[Saved data entries]
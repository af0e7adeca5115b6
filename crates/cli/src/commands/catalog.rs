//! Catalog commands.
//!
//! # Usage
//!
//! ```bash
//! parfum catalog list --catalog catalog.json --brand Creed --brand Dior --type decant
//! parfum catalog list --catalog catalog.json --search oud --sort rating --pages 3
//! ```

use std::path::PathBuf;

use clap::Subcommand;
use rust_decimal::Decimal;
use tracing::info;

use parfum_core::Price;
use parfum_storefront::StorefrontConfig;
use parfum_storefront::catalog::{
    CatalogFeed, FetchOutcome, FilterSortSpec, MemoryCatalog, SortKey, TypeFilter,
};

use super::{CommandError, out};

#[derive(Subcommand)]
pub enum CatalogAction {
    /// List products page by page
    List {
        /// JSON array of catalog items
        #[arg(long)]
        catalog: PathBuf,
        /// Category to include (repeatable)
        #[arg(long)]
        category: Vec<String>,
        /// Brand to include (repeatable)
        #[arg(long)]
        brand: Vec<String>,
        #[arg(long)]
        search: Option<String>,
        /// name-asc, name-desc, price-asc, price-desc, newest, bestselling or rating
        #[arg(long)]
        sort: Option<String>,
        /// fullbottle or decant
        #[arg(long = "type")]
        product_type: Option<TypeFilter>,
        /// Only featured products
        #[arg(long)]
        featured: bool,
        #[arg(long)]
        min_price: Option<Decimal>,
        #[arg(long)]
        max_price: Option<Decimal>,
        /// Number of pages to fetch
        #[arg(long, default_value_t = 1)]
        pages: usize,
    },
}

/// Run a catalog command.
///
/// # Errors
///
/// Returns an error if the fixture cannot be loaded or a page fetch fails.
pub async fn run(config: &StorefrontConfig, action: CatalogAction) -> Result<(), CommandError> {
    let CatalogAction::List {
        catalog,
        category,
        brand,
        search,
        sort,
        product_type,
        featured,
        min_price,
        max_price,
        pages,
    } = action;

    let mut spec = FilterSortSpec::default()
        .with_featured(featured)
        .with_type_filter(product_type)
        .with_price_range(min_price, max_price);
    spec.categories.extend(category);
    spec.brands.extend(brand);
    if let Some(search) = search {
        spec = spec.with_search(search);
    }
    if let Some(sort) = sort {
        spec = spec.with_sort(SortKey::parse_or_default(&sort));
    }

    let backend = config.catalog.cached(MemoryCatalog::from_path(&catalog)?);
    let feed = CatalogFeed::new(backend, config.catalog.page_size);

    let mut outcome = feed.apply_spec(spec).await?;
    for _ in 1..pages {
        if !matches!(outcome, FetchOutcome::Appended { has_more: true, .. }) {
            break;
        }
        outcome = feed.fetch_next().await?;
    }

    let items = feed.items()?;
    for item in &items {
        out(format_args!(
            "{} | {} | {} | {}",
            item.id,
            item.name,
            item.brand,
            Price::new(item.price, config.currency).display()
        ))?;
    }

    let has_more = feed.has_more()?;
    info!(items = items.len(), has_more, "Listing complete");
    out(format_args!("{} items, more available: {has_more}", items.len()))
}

● **How to complete this task**:
Return each line among the entries that holds the word "MemoryCatalog".

● **Exercise response**:
    CatalogFeed, FetchOutcome, FilterSortSpec, MemoryCatalog, SortKey, TypeFilter,
    let backend = config.catalog.cached(MemoryCatalog::from_path(&catalog)?);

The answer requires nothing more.